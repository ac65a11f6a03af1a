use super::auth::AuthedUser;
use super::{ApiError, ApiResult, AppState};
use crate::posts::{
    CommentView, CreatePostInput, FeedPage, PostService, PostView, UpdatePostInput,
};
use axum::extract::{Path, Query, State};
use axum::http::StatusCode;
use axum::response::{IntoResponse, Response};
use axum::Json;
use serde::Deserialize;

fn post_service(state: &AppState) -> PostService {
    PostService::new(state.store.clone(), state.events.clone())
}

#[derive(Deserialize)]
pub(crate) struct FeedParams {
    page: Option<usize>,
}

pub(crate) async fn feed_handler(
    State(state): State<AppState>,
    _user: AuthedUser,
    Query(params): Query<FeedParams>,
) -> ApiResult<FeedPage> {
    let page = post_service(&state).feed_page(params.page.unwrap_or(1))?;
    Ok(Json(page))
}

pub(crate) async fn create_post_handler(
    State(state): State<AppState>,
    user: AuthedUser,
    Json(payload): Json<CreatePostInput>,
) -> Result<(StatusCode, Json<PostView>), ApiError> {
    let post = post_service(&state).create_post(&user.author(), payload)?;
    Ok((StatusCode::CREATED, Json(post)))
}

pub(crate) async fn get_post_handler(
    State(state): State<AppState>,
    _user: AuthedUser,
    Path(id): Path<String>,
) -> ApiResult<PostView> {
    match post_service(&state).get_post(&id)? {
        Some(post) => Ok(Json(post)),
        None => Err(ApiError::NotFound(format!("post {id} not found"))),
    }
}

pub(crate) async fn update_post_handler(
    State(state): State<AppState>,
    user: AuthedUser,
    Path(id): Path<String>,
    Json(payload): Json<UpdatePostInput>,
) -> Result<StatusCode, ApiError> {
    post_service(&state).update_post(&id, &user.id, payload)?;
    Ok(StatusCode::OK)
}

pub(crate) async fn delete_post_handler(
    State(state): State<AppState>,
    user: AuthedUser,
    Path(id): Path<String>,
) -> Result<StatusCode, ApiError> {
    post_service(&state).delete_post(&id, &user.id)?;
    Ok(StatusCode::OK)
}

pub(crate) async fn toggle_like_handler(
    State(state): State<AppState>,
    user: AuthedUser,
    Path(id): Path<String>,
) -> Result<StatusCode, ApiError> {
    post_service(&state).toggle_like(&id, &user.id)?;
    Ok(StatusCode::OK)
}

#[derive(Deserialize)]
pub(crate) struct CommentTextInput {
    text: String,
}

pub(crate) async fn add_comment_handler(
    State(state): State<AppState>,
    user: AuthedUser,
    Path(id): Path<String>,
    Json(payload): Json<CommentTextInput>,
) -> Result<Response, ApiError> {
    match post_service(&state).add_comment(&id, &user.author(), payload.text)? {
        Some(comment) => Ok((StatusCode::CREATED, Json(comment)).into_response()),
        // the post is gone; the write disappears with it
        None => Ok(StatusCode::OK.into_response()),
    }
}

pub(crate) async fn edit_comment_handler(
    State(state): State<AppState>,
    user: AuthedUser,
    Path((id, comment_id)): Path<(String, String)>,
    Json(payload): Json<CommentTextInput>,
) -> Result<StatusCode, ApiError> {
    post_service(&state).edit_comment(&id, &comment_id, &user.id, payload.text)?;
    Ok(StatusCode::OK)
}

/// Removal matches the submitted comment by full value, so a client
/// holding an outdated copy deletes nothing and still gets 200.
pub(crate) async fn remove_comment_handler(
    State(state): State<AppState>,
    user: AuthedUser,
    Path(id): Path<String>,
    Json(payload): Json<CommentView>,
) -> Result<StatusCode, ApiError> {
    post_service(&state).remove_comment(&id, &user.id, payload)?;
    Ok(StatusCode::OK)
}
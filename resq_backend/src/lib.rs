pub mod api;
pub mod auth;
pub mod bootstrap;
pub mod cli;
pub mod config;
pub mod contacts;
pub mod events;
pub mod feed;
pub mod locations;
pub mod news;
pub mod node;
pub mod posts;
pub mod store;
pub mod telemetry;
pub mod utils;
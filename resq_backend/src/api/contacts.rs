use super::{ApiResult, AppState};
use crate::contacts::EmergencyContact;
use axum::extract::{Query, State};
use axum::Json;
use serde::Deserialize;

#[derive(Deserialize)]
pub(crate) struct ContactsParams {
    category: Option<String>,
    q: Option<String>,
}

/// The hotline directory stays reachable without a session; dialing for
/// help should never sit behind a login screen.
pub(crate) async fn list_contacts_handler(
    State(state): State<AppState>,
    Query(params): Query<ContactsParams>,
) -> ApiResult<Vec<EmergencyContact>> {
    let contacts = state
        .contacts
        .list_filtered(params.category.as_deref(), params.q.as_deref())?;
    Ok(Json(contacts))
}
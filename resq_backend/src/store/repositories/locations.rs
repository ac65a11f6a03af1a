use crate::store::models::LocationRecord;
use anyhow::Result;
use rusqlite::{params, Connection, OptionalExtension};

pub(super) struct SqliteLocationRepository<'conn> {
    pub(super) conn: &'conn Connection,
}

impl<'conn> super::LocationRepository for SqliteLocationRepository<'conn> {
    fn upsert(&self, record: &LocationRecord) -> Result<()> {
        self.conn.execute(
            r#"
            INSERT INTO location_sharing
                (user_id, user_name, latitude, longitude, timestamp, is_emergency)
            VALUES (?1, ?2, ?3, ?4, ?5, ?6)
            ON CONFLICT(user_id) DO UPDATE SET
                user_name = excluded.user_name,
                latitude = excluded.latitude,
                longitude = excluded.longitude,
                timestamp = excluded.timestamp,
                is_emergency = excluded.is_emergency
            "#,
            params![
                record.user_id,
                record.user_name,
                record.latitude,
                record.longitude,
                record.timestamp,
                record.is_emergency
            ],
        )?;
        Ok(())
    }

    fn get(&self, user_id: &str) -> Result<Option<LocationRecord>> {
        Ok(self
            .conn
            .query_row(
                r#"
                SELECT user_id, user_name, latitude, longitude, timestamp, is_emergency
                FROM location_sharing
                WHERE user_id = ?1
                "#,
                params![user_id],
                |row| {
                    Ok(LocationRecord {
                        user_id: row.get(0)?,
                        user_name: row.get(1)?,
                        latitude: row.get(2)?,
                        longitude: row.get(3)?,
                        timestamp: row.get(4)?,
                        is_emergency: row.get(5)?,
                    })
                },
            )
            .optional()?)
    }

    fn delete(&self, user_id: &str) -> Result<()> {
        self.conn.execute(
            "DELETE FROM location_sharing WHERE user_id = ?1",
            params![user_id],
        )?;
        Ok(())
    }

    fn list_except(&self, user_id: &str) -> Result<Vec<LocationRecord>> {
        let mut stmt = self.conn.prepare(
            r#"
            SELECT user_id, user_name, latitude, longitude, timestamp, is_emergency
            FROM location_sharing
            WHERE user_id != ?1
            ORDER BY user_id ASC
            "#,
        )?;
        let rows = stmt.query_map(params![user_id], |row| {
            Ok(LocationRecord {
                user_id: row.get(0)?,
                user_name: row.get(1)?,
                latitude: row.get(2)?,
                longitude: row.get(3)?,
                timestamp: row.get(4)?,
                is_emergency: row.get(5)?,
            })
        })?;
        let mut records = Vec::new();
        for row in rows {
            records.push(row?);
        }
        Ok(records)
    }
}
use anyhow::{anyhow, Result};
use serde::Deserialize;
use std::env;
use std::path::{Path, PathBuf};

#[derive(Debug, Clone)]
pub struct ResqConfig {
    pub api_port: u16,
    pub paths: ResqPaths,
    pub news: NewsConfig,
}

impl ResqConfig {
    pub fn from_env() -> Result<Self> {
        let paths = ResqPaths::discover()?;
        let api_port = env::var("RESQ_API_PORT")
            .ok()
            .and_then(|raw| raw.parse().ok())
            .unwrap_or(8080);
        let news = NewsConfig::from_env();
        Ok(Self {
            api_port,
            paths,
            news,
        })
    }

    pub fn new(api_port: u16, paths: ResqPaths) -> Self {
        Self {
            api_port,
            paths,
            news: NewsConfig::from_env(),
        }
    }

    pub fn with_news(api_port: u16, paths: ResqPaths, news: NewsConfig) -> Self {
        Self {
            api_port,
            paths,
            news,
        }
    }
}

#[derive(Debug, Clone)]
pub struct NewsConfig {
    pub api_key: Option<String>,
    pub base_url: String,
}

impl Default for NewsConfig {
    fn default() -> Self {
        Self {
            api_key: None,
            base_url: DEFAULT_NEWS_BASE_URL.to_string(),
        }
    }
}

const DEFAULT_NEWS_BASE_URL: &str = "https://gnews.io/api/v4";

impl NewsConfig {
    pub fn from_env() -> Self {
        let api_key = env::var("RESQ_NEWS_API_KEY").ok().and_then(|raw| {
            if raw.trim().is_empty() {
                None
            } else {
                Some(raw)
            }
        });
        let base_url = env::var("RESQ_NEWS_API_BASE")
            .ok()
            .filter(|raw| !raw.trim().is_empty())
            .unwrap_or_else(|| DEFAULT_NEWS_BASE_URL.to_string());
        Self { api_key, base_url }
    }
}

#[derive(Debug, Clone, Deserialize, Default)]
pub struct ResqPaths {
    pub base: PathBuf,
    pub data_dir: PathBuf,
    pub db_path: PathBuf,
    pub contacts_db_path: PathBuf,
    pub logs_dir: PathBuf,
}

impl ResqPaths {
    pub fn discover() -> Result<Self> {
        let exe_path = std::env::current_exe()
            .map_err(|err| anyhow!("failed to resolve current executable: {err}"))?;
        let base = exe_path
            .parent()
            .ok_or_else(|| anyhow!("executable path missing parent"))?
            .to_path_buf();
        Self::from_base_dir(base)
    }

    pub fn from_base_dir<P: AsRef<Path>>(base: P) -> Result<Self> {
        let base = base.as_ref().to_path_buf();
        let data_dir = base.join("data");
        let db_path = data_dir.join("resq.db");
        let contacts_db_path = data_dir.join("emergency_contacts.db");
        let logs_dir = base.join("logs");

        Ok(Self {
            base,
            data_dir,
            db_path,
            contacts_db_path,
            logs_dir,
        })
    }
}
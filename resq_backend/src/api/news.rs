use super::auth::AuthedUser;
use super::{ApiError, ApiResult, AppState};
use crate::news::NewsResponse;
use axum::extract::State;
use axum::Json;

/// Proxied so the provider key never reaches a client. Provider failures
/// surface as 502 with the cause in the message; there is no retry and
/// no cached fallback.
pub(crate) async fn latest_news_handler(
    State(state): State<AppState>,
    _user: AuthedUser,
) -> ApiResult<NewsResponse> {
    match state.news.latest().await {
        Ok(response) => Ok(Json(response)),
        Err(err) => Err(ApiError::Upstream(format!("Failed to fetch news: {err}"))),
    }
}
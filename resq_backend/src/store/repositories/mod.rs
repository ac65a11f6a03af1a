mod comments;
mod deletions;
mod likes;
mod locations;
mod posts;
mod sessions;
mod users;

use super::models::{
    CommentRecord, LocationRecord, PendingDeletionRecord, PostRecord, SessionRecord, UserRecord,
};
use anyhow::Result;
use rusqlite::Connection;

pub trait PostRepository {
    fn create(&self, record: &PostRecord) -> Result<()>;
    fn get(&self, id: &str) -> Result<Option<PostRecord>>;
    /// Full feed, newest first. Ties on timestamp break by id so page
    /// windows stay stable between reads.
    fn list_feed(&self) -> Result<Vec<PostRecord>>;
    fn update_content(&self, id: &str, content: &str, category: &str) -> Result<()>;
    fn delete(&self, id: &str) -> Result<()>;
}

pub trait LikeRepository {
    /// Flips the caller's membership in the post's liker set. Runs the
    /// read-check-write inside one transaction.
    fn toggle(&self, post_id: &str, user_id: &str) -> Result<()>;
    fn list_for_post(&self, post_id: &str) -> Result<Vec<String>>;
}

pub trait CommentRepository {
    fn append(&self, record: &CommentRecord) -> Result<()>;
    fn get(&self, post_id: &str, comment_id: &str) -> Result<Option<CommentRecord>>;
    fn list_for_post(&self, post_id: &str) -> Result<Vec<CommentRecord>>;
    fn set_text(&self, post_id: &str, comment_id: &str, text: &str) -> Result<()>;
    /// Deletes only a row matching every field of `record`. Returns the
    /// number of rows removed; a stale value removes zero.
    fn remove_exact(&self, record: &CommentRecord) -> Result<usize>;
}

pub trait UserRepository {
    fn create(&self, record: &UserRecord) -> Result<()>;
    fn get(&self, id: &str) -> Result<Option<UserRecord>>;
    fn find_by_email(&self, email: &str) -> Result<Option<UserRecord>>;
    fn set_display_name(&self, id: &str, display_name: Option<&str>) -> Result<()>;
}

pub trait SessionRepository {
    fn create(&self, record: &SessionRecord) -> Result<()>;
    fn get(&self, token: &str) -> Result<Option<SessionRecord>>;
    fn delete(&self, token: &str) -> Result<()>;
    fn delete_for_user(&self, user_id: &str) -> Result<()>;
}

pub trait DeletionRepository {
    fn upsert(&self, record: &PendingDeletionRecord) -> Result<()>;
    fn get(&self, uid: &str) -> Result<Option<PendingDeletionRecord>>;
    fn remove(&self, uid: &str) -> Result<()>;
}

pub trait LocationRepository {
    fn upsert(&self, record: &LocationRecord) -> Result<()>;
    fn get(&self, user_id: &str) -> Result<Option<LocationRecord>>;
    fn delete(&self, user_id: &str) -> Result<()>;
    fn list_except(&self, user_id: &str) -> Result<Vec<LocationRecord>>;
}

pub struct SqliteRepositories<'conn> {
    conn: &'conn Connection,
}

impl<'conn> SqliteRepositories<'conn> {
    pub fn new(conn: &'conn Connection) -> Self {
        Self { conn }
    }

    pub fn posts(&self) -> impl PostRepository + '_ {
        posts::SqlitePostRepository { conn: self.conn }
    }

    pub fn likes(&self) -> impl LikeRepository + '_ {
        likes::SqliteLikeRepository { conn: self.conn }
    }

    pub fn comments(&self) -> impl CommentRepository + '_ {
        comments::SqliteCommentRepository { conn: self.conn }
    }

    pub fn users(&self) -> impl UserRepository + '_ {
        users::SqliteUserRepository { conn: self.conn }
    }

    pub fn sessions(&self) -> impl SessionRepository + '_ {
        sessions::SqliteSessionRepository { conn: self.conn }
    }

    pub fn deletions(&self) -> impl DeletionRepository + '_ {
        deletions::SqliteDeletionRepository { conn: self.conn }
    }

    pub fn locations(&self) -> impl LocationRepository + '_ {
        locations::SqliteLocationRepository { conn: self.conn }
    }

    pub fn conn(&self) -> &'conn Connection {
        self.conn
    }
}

__Task brief__: For the records above, count the lines holding the word "events" and give only that number.

__Answer to the problem__: 2